Es war im wahrsten Sinne des Wortes ein verhagelter Auftakt. Das Wetter wollte im Saarland so gar nicht mitspielen, nur ein paar Grad über Null und eisiger Wind. Passend zur Stimmungslage in der Landeshauptstadt Saarbrücken. Dort traf das teils heftig umstrittene Corona-Modellprojekt auf gemischte Gefühle.

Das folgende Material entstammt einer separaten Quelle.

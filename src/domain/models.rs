use chrono::{DateTime, Utc};
use serde::{Deserialize, Serialize};
use sqlx::FromRow;
use uuid::Uuid;

#[derive(Clone, Copy, Debug, Serialize, Deserialize, sqlx::Type, PartialEq, Eq, Hash)]
#[sqlx(type_name = "user_role", rename_all = "UPPERCASE")]
#[serde(rename_all = "UPPERCASE")]
pub enum UserRole {
    Hr,
    Lead,
    Employee,
}

impl UserRole {
    /// Lower-cased name carried in the session cookie and compared by route guards.
    pub fn session_name(&self) -> &'static str {
        match self {
            UserRole::Hr => "hr",
            UserRole::Lead => "lead",
            UserRole::Employee => "employee",
        }
    }

    pub fn from_session_name(raw: &str) -> Option<Self> {
        match raw {
            "hr" => Some(UserRole::Hr),
            "lead" => Some(UserRole::Lead),
            "employee" => Some(UserRole::Employee),
            _ => None,
        }
    }
}

#[derive(Clone, Copy, Debug, Serialize, Deserialize, sqlx::Type, PartialEq, Eq, Hash)]
#[sqlx(type_name = "sentiment", rename_all = "UPPERCASE")]
#[serde(rename_all = "UPPERCASE")]
pub enum Sentiment {
    Positive,
    Negative,
    Neutral,
}

impl TryFrom<&str> for Sentiment {
    type Error = ();

    fn try_from(value: &str) -> Result<Self, Self::Error> {
        match value.trim().to_uppercase().as_str() {
            "POSITIVE" => Ok(Sentiment::Positive),
            "NEGATIVE" => Ok(Sentiment::Negative),
            "NEUTRAL" => Ok(Sentiment::Neutral),
            _ => Err(()),
        }
    }
}

#[derive(Clone, Copy, Debug, Serialize, Deserialize, sqlx::Type, PartialEq, Eq)]
#[sqlx(type_name = "notification_type", rename_all = "UPPERCASE")]
#[serde(rename_all = "UPPERCASE")]
pub enum NotificationType {
    Info,
    Success,
    Warning,
    Error,
}

#[derive(Clone, Debug, Serialize, Deserialize, FromRow, PartialEq)]
#[serde(rename_all = "camelCase")]
pub struct User {
    pub id: Uuid,
    pub email: String,
    pub name: String,
    pub role: UserRole,
    pub employee_id: Option<Uuid>,
    pub created_at: DateTime<Utc>,
}

#[derive(Clone, Debug, Serialize, Deserialize, FromRow, PartialEq)]
#[serde(rename_all = "camelCase")]
pub struct Employee {
    pub id: Uuid,
    pub name: String,
    pub email: String,
    pub department: String,
    pub position: String,
    pub satisfaction_score: i32,
    pub join_date: DateTime<Utc>,
    pub created_at: DateTime<Utc>,
}

#[derive(Clone, Debug, Serialize, Deserialize, FromRow, PartialEq)]
#[serde(rename_all = "camelCase")]
pub struct Feedback {
    pub id: Uuid,
    pub feedback: String,
    pub sentiment: Sentiment,
    pub category: String,
    pub employee_id: Uuid,
    pub author_id: Uuid,
    pub created_at: DateTime<Utc>,
}

#[derive(Clone, Debug, Serialize, Deserialize, FromRow, PartialEq)]
#[serde(rename_all = "camelCase")]
pub struct Notification {
    pub id: Uuid,
    pub title: String,
    pub message: String,
    #[serde(rename = "type")]
    #[sqlx(rename = "notification_type")]
    pub kind: NotificationType,
    pub read: bool,
    pub action_url: Option<String>,
    pub user_id: Uuid,
    pub created_at: DateTime<Utc>,
}

#[derive(Clone, Debug, Serialize, Deserialize, FromRow, PartialEq)]
#[serde(rename_all = "camelCase")]
pub struct ActivityLog {
    pub id: Uuid,
    pub action: String,
    pub description: String,
    pub user_id: Uuid,
    pub user_name: String,
    pub metadata: serde_json::Value,
    pub created_at: DateTime<Utc>,
}

#[derive(Clone, Debug, Serialize, Deserialize, FromRow, PartialEq)]
#[serde(rename_all = "camelCase")]
pub struct Report {
    pub id: Uuid,
    pub title: String,
    #[serde(rename = "type")]
    #[sqlx(rename = "report_type")]
    pub kind: String,
    pub data: serde_json::Value,
    pub created_by_id: Uuid,
    pub created_at: DateTime<Utc>,
}

// Reduced projections used when joining rows for display.

#[derive(Clone, Debug, Serialize, Deserialize, PartialEq)]
pub struct AuthorSummary {
    pub name: String,
    pub email: String,
}

#[derive(Clone, Debug, Serialize, Deserialize, PartialEq)]
pub struct UserSummary {
    pub name: String,
    pub email: String,
    pub role: UserRole,
}

#[derive(Clone, Debug, Serialize, Deserialize, PartialEq)]
pub struct EmployeeSummary {
    pub id: Uuid,
    pub name: String,
    pub email: String,
    pub department: String,
}

impl From<&User> for AuthorSummary {
    fn from(user: &User) -> Self {
        Self {
            name: user.name.clone(),
            email: user.email.clone(),
        }
    }
}

impl From<&User> for UserSummary {
    fn from(user: &User) -> Self {
        Self {
            name: user.name.clone(),
            email: user.email.clone(),
            role: user.role,
        }
    }
}

impl From<&Employee> for EmployeeSummary {
    fn from(employee: &Employee) -> Self {
        Self {
            id: employee.id,
            name: employee.name.clone(),
            email: employee.email.clone(),
            department: employee.department.clone(),
        }
    }
}

/// An employee with up to five of their most recent feedback entries.
#[derive(Clone, Debug, Serialize, Deserialize, PartialEq)]
pub struct EmployeeWithFeedback {
    #[serde(flatten)]
    pub employee: Employee,
    pub feedback: Vec<Feedback>,
}

/// Result of creating feedback: the full employee row plus the author's name and email.
#[derive(Clone, Debug, Serialize, Deserialize, PartialEq)]
pub struct CreatedFeedback {
    #[serde(flatten)]
    pub feedback: Feedback,
    pub employee: Employee,
    pub author: AuthorSummary,
}

#[derive(Clone, Debug, Serialize, Deserialize, PartialEq)]
pub struct FeedbackEntry {
    #[serde(flatten)]
    pub feedback: Feedback,
    pub employee: EmployeeSummary,
    pub author: AuthorSummary,
}

#[derive(Clone, Debug, Serialize, Deserialize, PartialEq)]
pub struct ActivityLogEntry {
    #[serde(flatten)]
    pub log: ActivityLog,
    pub user: UserSummary,
}

/// Result of creating a report: the creator is reduced to name and email.
#[derive(Clone, Debug, Serialize, Deserialize, PartialEq)]
#[serde(rename_all = "camelCase")]
pub struct CreatedReport {
    #[serde(flatten)]
    pub report: Report,
    pub created_by: AuthorSummary,
}

#[derive(Clone, Debug, Serialize, Deserialize, PartialEq)]
#[serde(rename_all = "camelCase")]
pub struct ReportEntry {
    #[serde(flatten)]
    pub report: Report,
    pub created_by: UserSummary,
}

// Write inputs and query filters.

#[derive(Clone, Debug, Deserialize)]
#[serde(rename_all = "camelCase")]
pub struct NewUser {
    pub email: String,
    pub name: String,
    pub role: UserRole,
}

#[derive(Clone, Debug, Default, Deserialize)]
#[serde(rename_all = "camelCase")]
pub struct NewEmployee {
    pub name: String,
    pub email: String,
    pub department: String,
    pub position: String,
    pub satisfaction_score: Option<i32>,
    pub join_date: Option<DateTime<Utc>>,
}

#[derive(Clone, Debug, Default, Deserialize)]
#[serde(rename_all = "camelCase")]
pub struct EmployeeUpdate {
    pub name: Option<String>,
    pub email: Option<String>,
    pub department: Option<String>,
    pub position: Option<String>,
    pub satisfaction_score: Option<i32>,
}

#[derive(Clone, Debug, Default, Deserialize)]
pub struct EmployeeFilter {
    pub department: Option<String>,
    pub search: Option<String>,
}

#[derive(Clone, Debug)]
pub struct NewFeedback {
    pub feedback: String,
    pub sentiment: Sentiment,
    pub category: String,
    pub employee_id: Uuid,
    pub author_id: Uuid,
}

#[derive(Clone, Debug, Default, Deserialize)]
#[serde(rename_all = "camelCase")]
pub struct FeedbackFilter {
    pub employee_id: Option<Uuid>,
    pub sentiment: Option<Sentiment>,
    pub category: Option<String>,
    pub search: Option<String>,
}

#[derive(Clone, Debug)]
pub struct NewNotification {
    pub title: String,
    pub message: String,
    pub kind: NotificationType,
    pub user_id: Uuid,
    pub action_url: Option<String>,
}

#[derive(Clone, Debug)]
pub struct NewActivityLog {
    pub action: String,
    pub description: String,
    pub user_id: Uuid,
    pub user_name: String,
    pub metadata: Option<serde_json::Value>,
}

#[derive(Clone, Debug)]
pub struct NewReport {
    pub title: String,
    pub kind: String,
    pub data: serde_json::Value,
    pub created_by_id: Uuid,
}

#[derive(Clone, Debug, Default, Deserialize)]
#[serde(rename_all = "camelCase")]
pub struct ReportFilter {
    #[serde(rename = "type")]
    pub kind: Option<String>,
    pub created_by_id: Option<Uuid>,
}

/// Treats empty and whitespace-only filter values as absent.
pub fn non_empty(value: &Option<String>) -> Option<&str> {
    value.as_deref().map(str::trim).filter(|v| !v.is_empty())
}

Seit diesem Dienstag sind für alle Saarländer die Außengastronomie, Fitnessstudios Theater und Kinos wieder geöffnet - Zugangsvoraussetzung ist ein negativer Corona-Test. Das Saarland ist damit das einzige Bundesland, das bislang einen so flächendeckenden Öffnungsschritt wagt - mitten in der dritten Pandemie-Welle. Auch unter den Einheimischen finden das nicht alle gut. Der saarländische Ministerpräsident Tobias Hans verteidigt sein Modell gegen alle Widerstände - auch am Dienstag bekräftigte der CDU-Politiker, dass die Lockerungen konform seien mit den geltenden Beschlüssen von Bund und Ländern. Auch wenn in diesen eigentlich nur von «ausgewählten Regionen» die Rede ist, und nicht gleich von ganzen Bundesländern.

Viele Saarländer freut es trotzdem. Am Öffnungstag sind die Testzentren gut besucht. Die Café-Terrassen wohl nur wetterbedingt eher weniger: In einem beliebten Saarbrücker Restaurant an der Flusspromenade ist ein Fernsehteam zunächst der einzige Gast, bis sich eine unerschrockene ältere Dame doch noch an einen der leeren Tische traut. Der vorgezeigte Schnelltest und ein ausgefülltes Formular mit Personalien ist die Voraussetzung für den Kaffee unter Hagel-Körnern. «Wir hoffen, dass wir so wenigstens ein wenig arbeiten können», sagt eine junge Kellnerin.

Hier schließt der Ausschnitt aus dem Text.